MATERIAL SUPPLIED

============

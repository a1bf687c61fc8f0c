// Copyright (c) AlphaVelocity.
// All rights reserved.
//
// This source code is licensed under the license found in the
// LICENSE file in the root directory of this source tree.

pub mod cli;
pub mod commands;
pub mod config;
pub mod db;
pub mod engine;
pub mod error;
pub mod models;
pub mod period;
pub mod schedule;
pub mod sinks;
pub mod utils;

use std::sync::Once;

static TRACING_INIT: Once = Once::new();

/// Installs the global subscriber once. `RUST_LOG` wins; otherwise the crate logs at info
/// to stderr so table and JSON output on stdout stay clean.
pub fn init_tracing() {
    TRACING_INIT.call_once(|| {
        use tracing_subscriber::{fmt, EnvFilter};

        let filter = EnvFilter::try_from_default_env()
            .unwrap_or_else(|_| EnvFilter::new("ledgerwise=info"));

        let _ = fmt()
            .with_env_filter(filter)
            .with_writer(std::io::stderr)
            .try_init();
    });
}
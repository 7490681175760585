//! HTTP endpoint handlers. These are thin wrappers that forward to core logic.
//! Each handler is instrumented and logs parameters and basic result info.

use axum::{
  extract::{Query, State},
  http::StatusCode,
  response::{IntoResponse, Response},
  Json,
};
use tracing::{info, instrument};

use crate::logic::{advance_question, apply_filters, cleared_filters, ensure_question, evaluate_answer, AnswerReply};
use crate::protocol::*;
use crate::state::{AppState, Session};

fn round_out(session: &Session) -> RoundOut {
  RoundOut {
    phase: session.phase(),
    question: session.active.as_ref().map(|a| to_out(&a.question)),
    filters: session.filters.clone(),
    metrics: session.metrics,
  }
}

fn unknown_session(session_id: &str) -> Response {
  (
    StatusCode::NOT_FOUND,
    Json(serde_json::json!({ "error": format!("Unknown sessionId: {session_id}") })),
  )
    .into_response()
}

#[instrument(level = "info")]
pub async fn http_health() -> impl IntoResponse {
  Json(HealthOut { ok: true })
}

/// Create a session and build its first question (or land in NoCandidates
/// when the dataset cannot satisfy the default constraints). The first
/// GET /question serves that round; nothing is drawn twice.
#[instrument(level = "info", skip(state))]
pub async fn http_create_session(State(state): State<AppState>) -> impl IntoResponse {
  let session_id = state.create_session().await;
  let records = state.records.clone();
  state
    .with_session(&session_id, |session| {
      let mut rng = rand::thread_rng();
      advance_question(session, &records, &mut rng);
    })
    .await;
  info!(target: "quiz", session = %session_id, "HTTP session created");
  Json(SessionCreatedOut { session_id })
}

/// Return the pending round if one is unanswered, otherwise advance to the
/// next question.
#[instrument(level = "info", skip(state), fields(%q.session_id))]
pub async fn http_next_question(
  State(state): State<AppState>,
  Query(q): Query<SessionQuery>,
) -> Response {
  let records = state.records.clone();
  let round = state
    .with_session(&q.session_id, |session| {
      let mut rng = rand::thread_rng();
      ensure_question(session, &records, &mut rng);
      round_out(session)
    })
    .await;
  match round {
    Some(round) => {
      info!(target: "quiz", session = %q.session_id, phase = ?round.phase, "HTTP question served");
      Json(round).into_response()
    }
    None => unknown_session(&q.session_id),
  }
}

#[instrument(level = "info", skip(state, body), fields(%body.session_id, clicked = %body.country))]
pub async fn http_post_answer(
  State(state): State<AppState>,
  Json(body): Json<AnswerIn>,
) -> Response {
  let mode = state.cfg.match_mode;
  let reply = state
    .with_session(&body.session_id, |session| {
      let reply = evaluate_answer(session, &body.country, mode);
      (reply, session.metrics)
    })
    .await;
  let Some((reply, metrics)) = reply else {
    return unknown_session(&body.session_id);
  };

  let (outcome, already_answered) = match reply {
    AnswerReply::Evaluated(outcome) => (outcome, false),
    AnswerReply::Replayed(outcome) => (outcome, true),
    AnswerReply::NoActiveQuestion => {
      return (
        StatusCode::CONFLICT,
        Json(serde_json::json!({ "error": "No active question for this session" })),
      )
        .into_response();
    }
  };
  info!(target: "quiz", session = %body.session_id, correct = outcome.correct, already_answered, "HTTP answer evaluated");
  Json(AnswerOut {
    correct: outcome.correct,
    clicked: outcome.clicked,
    correct_country: outcome.correct_country,
    metrics,
    already_answered,
  })
  .into_response()
}

#[instrument(level = "info", skip(state, body), fields(%body.session_id))]
pub async fn http_post_filters(
  State(state): State<AppState>,
  Json(body): Json<FiltersIn>,
) -> Response {
  let records = state.records.clone();
  let cfg = state.cfg.clone();
  let filters = crate::domain::QuizFilters {
    region: body.region,
    clue_type: body.clue_type,
    clue_count: body.clue_count.or(Some(cfg.default_clue_count)),
  };
  let round = state
    .with_session(&body.session_id, |session| {
      let mut rng = rand::thread_rng();
      apply_filters(session, &records, filters, &cfg, &mut rng);
      round_out(session)
    })
    .await;
  match round {
    Some(round) => {
      info!(target: "quiz", session = %body.session_id, phase = ?round.phase, "HTTP filters applied");
      Json(round).into_response()
    }
    None => unknown_session(&body.session_id),
  }
}

/// The "clear filters" affordance paired with the NoCandidates state.
#[instrument(level = "info", skip(state), fields(%q.session_id))]
pub async fn http_clear_filters(
  State(state): State<AppState>,
  Query(q): Query<SessionQuery>,
) -> Response {
  let records = state.records.clone();
  let cfg = state.cfg.clone();
  let round = state
    .with_session(&q.session_id, |session| {
      let mut rng = rand::thread_rng();
      apply_filters(session, &records, cleared_filters(&cfg), &cfg, &mut rng);
      round_out(session)
    })
    .await;
  match round {
    Some(round) => Json(round).into_response(),
    None => unknown_session(&q.session_id),
  }
}

#[instrument(level = "info", skip(state), fields(%q.session_id))]
pub async fn http_get_metrics(
  State(state): State<AppState>,
  Query(q): Query<SessionQuery>,
) -> Response {
  let metrics = state.with_session(&q.session_id, |session| session.metrics).await;
  match metrics {
    Some(metrics) => Json(MetricsOut { metrics }).into_response(),
    None => unknown_session(&q.session_id),
  }
}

============

PROBLEM STATEMENT
Nothing but an exact repetition of the entries is expected here.

SOLUTION
repository a1bf687c61fc8f0c
// Copyright (c) AlphaVelocity.
// All rights reserved.
//
// This source code is licensed under the license found in the
// LICENSE file in the root directory of this source tree.

pub mod cli;
pub mod commands;
pub mod config;
pub mod db;
pub mod engine;
pub mod error;
pub mod models;
pub mod period;
pub mod schedule;
pub mod sinks;
pub mod utils;

use std::sync::Once;

static TRACING_INIT: Once = Once::new();

/// Installs the global subscriber once. `RUST_LOG` wins; otherwise the crate logs at info
/// to stderr so table and JSON output on stdout stay clean.
pub fn init_tracing() {
    TRACING_INIT.call_once(|| {
        use tracing_subscriber::{fmt, EnvFilter};

        let filter = EnvFilter::try_from_default_env()
            .unwrap_or_else(|_| EnvFilter::new("ledgerwise=info"));

        let _ = fmt()
            .with_env_filter(filter)
            .with_writer(std::io::stderr)
            .try_init();
    });
}
repository 7490681175760585
//! HTTP endpoint handlers. These are thin wrappers that forward to core logic.
//! Each handler is instrumented and logs parameters and basic result info.

use axum::{
  extract::{Query, State},
  http::StatusCode,
  response::{IntoResponse, Response},
  Json,
};
use tracing::{info, instrument};

use crate::logic::{advance_question, apply_filters, cleared_filters, ensure_question, evaluate_answer, AnswerReply};
use crate::protocol::*;
use crate::state::{AppState, Session};

fn round_out(session: &Session) -> RoundOut {
  RoundOut {
    phase: session.phase(),
    question: session.active.as_ref().map(|a| to_out(&a.question)),
    filters: session.filters.clone(),
    metrics: session.metrics,
  }
}

fn unknown_session(session_id: &str) -> Response {
  (
    StatusCode::NOT_FOUND,
    Json(serde_json::json!({ "error": format!("Unknown sessionId: {session_id}") })),
  )
    .into_response()
}

#[instrument(level = "info")]
pub async fn http_health() -> impl IntoResponse {
  Json(HealthOut { ok: true })
}

/// Create a session and build its first question (or land in NoCandidates
/// when the dataset cannot satisfy the default constraints). The first
/// GET /question serves that round; nothing is drawn twice.
#[instrument(level = "info", skip(state))]
pub async fn http_create_session(State(state): State<AppState>) -> impl IntoResponse {
  let session_id = state.create_session().await;
  let records = state.records.clone();
  state
    .with_session(&session_id, |session| {
      let mut rng = rand::thread_rng();
      advance_question(session, &records, &mut rng);
    })
    .await;
  info!(target: "quiz", session = %session_id, "HTTP session created");
  Json(SessionCreatedOut { session_id })
}

/// Return the pending round if one is unanswered, otherwise advance to the
/// next question.
#[instrument(level = "info", skip(state), fields(%q.session_id))]
pub async fn http_next_question(
  State(state): State<AppState>,
  Query(q): Query<SessionQuery>,
) -> Response {
  let records = state.records.clone();
  let round = state
    .with_session(&q.session_id, |session| {
      let mut rng = rand::thread_rng();
      ensure_question(session, &records, &mut rng);
      round_out(session)
    })
    .await;
  match round {
    Some(round) => {
      info!(target: "quiz", session = %q.session_id, phase = ?round.phase, "HTTP question served");
      Json(round).into_response()
    }
    None => unknown_session(&q.session_id),
  }
}

#[instrument(level = "info", skip(state, body), fields(%body.session_id, clicked = %body.country))]
pub async fn http_post_answer(
  State(state): State<AppState>,
  Json(body): Json<AnswerIn>,
) -> Response {
  let mode = state.cfg.match_mode;
  let reply = state
    .with_session(&body.session_id, |session| {
      let reply = evaluate_answer(session, &body.country, mode);
      (reply, session.metrics)
    })
    .await;
  let Some((reply, metrics)) = reply else {
    return unknown_session(&body.session_id);
  };

  let (outcome, already_answered) = match reply {
    AnswerReply::Evaluated(outcome) => (outcome, false),
    AnswerReply::Replayed(outcome) => (outcome, true),
    AnswerReply::NoActiveQuestion => {
      return (
        StatusCode::CONFLICT,
        Json(serde_json::json!({ "error": "No active question for this session" })),
      )
        .into_response();
    }
  };
  info!(target: "quiz", session = %body.session_id, correct = outcome.correct, already_answered, "HTTP answer evaluated");
  Json(AnswerOut {
    correct: outcome.correct,
    clicked: outcome.clicked,
    correct_country: outcome.correct_country,
    metrics,
    already_answered,
  })
  .into_response()
}

#[instrument(level = "info", skip(state, body), fields(%body.session_id))]
pub async fn http_post_filters(
  State(state): State<AppState>,
  Json(body): Json<FiltersIn>,
) -> Response {
  let records = state.records.clone();
  let cfg = state.cfg.clone();
  let filters = crate::domain::QuizFilters {
    region: body.region,
    clue_type: body.clue_type,
    clue_count: body.clue_count.or(Some(cfg.default_clue_count)),
  };
  let round = state
    .with_session(&body.session_id, |session| {
      let mut rng = rand::thread_rng();
      apply_filters(session, &records, filters, &cfg, &mut rng);
      round_out(session)
    })
    .await;
  match round {
    Some(round) => {
      info!(target: "quiz", session = %body.session_id, phase = ?round.phase, "HTTP filters applied");
      Json(round).into_response()
    }
    None => unknown_session(&body.session_id),
  }
}

/// The "clear filters" affordance paired with the NoCandidates state.
#[instrument(level = "info", skip(state), fields(%q.session_id))]
pub async fn http_clear_filters(
  State(state): State<AppState>,
  Query(q): Query<SessionQuery>,
) -> Response {
  let records = state.records.clone();
  let cfg = state.cfg.clone();
  let round = state
    .with_session(&q.session_id, |session| {
      let mut rng = rand::thread_rng();
      apply_filters(session, &records, cleared_filters(&cfg), &cfg, &mut rng);
      round_out(session)
    })
    .await;
  match round {
    Some(round) => Json(round).into_response(),
    None => unknown_session(&q.session_id),
  }
}

#[instrument(level = "info", skip(state), fields(%q.session_id))]
pub async fn http_get_metrics(
  State(state): State<AppState>,
  Query(q): Query<SessionQuery>,
) -> Response {
  let metrics = state.with_session(&q.session_id, |session| session.metrics).await;
  match metrics {
    Some(metrics) => Json(MetricsOut { metrics }).into_response(),
    None => unknown_session(&q.session_id),
  }
}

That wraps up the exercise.